TASK OBJECTIVE:
What you return should be the lines from the first line of the records below through the line holding "impl fmt::Display for", unchanged.

──────── GIVEN DATA ────────

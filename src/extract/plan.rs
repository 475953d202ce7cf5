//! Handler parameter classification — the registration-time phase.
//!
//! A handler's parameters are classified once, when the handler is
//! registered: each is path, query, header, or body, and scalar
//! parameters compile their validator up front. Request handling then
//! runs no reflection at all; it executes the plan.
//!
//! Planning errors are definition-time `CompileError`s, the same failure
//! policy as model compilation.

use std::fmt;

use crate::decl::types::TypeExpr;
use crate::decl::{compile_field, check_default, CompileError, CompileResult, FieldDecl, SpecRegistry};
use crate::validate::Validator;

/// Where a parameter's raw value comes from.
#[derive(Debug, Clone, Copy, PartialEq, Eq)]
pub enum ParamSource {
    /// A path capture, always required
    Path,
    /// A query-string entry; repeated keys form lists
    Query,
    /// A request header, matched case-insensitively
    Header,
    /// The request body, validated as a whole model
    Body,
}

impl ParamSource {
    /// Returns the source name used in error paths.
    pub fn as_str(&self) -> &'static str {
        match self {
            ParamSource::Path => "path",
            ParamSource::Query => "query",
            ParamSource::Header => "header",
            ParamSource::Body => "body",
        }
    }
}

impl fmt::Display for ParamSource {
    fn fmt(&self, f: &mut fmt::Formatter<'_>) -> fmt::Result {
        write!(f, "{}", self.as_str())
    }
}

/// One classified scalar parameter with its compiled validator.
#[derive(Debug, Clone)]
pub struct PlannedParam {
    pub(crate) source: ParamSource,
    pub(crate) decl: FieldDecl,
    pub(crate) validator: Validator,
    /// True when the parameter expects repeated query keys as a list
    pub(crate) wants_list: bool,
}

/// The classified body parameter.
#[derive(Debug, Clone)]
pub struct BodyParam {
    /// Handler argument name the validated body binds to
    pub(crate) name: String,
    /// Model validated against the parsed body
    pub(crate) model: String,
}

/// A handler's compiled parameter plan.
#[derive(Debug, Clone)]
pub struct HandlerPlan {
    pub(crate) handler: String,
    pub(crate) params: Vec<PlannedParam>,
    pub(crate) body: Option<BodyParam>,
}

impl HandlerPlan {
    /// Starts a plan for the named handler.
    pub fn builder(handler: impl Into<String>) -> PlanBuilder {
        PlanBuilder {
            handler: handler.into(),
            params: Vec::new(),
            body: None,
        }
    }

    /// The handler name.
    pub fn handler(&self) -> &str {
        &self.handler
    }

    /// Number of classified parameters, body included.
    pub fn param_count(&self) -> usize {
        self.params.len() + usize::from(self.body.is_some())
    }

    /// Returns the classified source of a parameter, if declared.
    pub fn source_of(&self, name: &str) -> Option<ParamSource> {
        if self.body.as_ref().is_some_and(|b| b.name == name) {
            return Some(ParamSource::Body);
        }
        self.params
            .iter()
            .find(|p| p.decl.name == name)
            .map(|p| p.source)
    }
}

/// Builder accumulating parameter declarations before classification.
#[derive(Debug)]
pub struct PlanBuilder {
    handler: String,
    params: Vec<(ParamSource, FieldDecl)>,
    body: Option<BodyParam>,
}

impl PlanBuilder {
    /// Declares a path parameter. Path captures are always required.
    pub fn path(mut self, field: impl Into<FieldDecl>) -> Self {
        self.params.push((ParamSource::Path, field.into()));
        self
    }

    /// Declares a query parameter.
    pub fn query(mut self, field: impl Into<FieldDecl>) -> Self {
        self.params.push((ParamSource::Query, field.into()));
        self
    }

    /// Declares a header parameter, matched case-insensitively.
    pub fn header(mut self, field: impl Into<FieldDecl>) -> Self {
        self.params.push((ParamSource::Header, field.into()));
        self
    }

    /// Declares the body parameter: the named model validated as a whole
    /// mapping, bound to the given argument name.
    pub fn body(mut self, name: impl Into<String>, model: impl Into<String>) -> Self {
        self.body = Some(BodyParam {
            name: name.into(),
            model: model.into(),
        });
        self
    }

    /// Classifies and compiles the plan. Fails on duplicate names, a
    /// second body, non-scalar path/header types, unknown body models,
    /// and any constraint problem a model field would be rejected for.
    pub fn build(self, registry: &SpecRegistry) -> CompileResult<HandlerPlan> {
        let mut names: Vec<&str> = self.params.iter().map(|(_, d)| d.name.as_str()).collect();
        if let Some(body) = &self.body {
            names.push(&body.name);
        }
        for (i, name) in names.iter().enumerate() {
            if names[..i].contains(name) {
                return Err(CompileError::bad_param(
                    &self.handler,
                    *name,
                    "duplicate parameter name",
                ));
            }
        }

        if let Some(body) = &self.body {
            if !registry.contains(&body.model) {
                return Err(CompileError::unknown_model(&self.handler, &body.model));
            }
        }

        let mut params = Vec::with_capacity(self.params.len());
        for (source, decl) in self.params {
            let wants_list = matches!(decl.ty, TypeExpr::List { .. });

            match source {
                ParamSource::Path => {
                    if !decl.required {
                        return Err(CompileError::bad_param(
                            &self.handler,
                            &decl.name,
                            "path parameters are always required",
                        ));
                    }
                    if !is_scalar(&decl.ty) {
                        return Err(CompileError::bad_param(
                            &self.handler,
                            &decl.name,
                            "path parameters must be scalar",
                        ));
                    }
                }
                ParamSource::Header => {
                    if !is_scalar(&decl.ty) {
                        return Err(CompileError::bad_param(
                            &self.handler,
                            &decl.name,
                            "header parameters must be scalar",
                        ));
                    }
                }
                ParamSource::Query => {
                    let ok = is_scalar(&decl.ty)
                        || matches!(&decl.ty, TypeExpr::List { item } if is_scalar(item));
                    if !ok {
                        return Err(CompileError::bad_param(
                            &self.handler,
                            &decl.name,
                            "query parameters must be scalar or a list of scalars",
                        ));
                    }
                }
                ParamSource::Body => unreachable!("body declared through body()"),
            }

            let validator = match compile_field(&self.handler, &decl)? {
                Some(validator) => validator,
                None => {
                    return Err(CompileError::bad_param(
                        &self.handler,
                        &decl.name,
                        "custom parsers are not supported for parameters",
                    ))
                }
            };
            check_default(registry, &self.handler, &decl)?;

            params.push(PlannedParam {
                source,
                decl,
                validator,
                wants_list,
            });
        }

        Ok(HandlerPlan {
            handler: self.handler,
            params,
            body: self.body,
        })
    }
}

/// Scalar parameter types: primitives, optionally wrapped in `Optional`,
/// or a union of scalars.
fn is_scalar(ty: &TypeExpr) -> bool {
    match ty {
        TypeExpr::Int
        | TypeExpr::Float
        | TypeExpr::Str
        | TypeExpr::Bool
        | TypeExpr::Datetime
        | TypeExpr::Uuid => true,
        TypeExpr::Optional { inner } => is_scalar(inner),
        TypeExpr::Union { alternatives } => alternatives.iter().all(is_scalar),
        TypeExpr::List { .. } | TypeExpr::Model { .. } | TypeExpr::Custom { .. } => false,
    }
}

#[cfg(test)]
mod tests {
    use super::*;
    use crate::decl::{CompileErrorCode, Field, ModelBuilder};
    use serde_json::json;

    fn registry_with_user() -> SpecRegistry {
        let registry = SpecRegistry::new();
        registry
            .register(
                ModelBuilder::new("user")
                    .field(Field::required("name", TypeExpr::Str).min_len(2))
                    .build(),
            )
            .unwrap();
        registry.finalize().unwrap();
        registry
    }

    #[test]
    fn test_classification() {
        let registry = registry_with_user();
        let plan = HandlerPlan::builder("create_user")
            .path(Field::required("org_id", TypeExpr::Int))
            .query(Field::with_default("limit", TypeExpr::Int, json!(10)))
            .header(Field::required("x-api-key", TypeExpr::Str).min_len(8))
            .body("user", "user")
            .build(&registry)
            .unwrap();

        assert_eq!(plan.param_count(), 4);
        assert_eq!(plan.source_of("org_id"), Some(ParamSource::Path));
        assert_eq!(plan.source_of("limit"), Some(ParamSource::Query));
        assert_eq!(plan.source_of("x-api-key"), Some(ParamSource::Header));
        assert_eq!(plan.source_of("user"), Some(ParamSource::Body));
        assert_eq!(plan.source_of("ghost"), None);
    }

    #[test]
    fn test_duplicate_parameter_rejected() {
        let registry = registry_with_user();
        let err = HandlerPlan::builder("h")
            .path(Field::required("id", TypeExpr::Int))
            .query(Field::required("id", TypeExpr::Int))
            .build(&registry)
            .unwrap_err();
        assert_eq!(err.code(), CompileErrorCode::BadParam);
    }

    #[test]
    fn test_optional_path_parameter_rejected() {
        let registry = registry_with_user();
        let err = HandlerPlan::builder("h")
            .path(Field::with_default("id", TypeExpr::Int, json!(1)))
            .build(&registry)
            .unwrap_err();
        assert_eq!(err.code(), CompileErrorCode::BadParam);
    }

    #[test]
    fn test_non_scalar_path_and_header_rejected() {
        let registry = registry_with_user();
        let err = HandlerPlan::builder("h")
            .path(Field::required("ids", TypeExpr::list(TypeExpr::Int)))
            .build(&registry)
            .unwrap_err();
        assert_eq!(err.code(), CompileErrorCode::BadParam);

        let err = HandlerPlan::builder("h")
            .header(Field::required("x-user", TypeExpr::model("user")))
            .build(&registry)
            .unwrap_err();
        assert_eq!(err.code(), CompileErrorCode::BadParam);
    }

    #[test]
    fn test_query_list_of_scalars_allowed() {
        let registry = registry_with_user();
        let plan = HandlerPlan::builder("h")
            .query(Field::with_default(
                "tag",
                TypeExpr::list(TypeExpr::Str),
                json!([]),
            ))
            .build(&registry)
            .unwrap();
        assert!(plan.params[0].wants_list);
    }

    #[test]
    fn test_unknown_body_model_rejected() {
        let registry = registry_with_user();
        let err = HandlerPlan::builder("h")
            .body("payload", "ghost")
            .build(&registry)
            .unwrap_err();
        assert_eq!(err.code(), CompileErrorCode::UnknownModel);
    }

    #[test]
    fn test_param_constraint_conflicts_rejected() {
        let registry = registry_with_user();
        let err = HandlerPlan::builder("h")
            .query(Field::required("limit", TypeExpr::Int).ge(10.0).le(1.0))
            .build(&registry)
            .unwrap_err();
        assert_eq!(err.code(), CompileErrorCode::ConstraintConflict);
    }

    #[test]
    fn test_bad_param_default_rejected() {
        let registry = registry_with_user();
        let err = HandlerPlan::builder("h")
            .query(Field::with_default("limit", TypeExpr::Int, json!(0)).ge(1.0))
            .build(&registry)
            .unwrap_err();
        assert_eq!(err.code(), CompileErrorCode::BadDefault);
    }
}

────────

TASK OUTPUT:
filename src/extract/plan.rs
repository 475953d202ce7cf5
//! Handler parameter classification — the registration-time phase.
//!
//! A handler's parameters are classified once, when the handler is
//! registered: each is path, query, header, or body, and scalar
//! parameters compile their validator up front. Request handling then
//! runs no reflection at all; it executes the plan.
//!
//! Planning errors are definition-time `CompileError`s, the same failure
//! policy as model compilation.

use std::fmt;

use crate::decl::types::TypeExpr;
use crate::decl::{compile_field, check_default, CompileError, CompileResult, FieldDecl, SpecRegistry};
use crate::validate::Validator;

/// Where a parameter's raw value comes from.
#[derive(Debug, Clone, Copy, PartialEq, Eq)]
pub enum ParamSource {
    /// A path capture, always required
    Path,
    /// A query-string entry; repeated keys form lists
    Query,
    /// A request header, matched case-insensitively
    Header,
    /// The request body, validated as a whole model
    Body,
}

impl ParamSource {
    /// Returns the source name used in error paths.
    pub fn as_str(&self) -> &'static str {
        match self {
            ParamSource::Path => "path",
            ParamSource::Query => "query",
            ParamSource::Header => "header",
            ParamSource::Body => "body",
        }
    }
}

impl fmt::Display for ParamSource {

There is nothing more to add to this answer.